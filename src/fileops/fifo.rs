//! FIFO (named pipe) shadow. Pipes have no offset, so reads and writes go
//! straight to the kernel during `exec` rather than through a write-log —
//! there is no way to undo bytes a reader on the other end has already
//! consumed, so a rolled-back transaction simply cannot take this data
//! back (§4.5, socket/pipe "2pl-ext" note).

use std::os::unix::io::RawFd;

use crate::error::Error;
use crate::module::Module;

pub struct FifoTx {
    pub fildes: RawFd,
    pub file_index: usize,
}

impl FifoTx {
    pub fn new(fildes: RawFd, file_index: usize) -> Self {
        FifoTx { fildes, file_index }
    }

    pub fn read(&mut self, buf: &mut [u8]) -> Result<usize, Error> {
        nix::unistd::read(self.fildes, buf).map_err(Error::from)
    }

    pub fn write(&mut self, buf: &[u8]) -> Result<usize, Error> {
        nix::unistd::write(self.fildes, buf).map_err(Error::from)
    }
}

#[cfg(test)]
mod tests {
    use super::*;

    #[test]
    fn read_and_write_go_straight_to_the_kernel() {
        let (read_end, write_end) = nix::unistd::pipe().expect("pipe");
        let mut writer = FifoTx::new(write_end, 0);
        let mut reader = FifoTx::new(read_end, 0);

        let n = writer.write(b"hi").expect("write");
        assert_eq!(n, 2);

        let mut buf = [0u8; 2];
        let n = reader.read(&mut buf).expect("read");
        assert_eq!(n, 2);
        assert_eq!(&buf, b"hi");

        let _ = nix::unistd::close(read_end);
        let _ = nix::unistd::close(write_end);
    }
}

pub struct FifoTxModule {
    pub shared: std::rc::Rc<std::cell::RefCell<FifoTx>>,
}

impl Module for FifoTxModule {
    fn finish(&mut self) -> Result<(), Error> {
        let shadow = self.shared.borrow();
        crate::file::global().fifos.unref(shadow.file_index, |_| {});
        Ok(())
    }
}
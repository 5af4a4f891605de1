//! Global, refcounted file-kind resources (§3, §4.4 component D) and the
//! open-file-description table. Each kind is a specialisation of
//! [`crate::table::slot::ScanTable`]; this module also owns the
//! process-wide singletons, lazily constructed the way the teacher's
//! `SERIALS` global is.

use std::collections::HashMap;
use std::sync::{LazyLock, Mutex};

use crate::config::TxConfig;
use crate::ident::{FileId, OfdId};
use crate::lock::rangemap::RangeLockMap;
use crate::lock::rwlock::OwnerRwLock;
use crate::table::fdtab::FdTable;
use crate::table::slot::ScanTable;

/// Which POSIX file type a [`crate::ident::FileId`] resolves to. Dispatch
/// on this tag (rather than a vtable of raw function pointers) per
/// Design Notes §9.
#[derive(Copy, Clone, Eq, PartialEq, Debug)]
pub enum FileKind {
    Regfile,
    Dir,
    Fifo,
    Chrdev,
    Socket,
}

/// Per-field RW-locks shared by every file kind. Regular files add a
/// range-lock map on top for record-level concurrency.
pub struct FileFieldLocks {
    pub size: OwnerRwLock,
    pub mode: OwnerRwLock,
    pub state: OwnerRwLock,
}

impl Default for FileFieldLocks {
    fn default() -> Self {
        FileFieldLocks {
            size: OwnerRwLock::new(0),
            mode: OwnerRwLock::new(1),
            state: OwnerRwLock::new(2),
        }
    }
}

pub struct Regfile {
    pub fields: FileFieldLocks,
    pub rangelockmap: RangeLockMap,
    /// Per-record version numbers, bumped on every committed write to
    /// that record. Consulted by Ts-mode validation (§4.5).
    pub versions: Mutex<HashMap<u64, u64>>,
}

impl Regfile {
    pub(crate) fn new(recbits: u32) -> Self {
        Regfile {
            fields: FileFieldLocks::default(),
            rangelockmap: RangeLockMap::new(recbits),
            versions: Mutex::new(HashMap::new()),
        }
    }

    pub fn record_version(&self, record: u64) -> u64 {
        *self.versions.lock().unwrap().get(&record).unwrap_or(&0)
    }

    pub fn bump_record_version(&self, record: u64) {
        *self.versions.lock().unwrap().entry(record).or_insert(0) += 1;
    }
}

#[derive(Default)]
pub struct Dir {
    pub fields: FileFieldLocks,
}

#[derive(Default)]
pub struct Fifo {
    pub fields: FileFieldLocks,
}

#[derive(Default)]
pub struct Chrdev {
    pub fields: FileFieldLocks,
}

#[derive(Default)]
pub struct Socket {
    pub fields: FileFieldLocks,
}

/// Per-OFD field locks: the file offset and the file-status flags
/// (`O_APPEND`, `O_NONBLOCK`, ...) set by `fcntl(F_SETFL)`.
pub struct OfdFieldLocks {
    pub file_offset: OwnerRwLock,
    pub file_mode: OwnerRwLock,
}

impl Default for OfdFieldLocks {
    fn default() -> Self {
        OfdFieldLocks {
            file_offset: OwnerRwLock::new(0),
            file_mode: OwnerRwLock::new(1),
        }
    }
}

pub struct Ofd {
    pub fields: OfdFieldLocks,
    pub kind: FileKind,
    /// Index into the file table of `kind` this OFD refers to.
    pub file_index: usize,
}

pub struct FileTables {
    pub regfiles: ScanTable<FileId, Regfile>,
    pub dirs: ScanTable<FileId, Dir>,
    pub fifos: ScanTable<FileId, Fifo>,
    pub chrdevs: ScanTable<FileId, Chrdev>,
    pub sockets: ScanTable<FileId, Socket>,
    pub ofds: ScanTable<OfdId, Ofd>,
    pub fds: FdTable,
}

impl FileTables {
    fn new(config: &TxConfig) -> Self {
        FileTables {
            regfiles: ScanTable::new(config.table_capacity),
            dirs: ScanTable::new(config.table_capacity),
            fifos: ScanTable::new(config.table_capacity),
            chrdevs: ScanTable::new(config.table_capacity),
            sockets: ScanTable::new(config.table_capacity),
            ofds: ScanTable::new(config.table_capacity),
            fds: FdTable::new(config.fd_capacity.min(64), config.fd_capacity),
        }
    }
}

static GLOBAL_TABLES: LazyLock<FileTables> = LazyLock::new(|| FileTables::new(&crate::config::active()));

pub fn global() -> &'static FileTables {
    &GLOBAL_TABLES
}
---------------
PROBLEM REQUIREMENTS>
The word "OfdFieldLocks" occurs in some lines of the data above; report how many such lines there are, with no other words.

RESPONSE FOR THIS EXERCISE>
4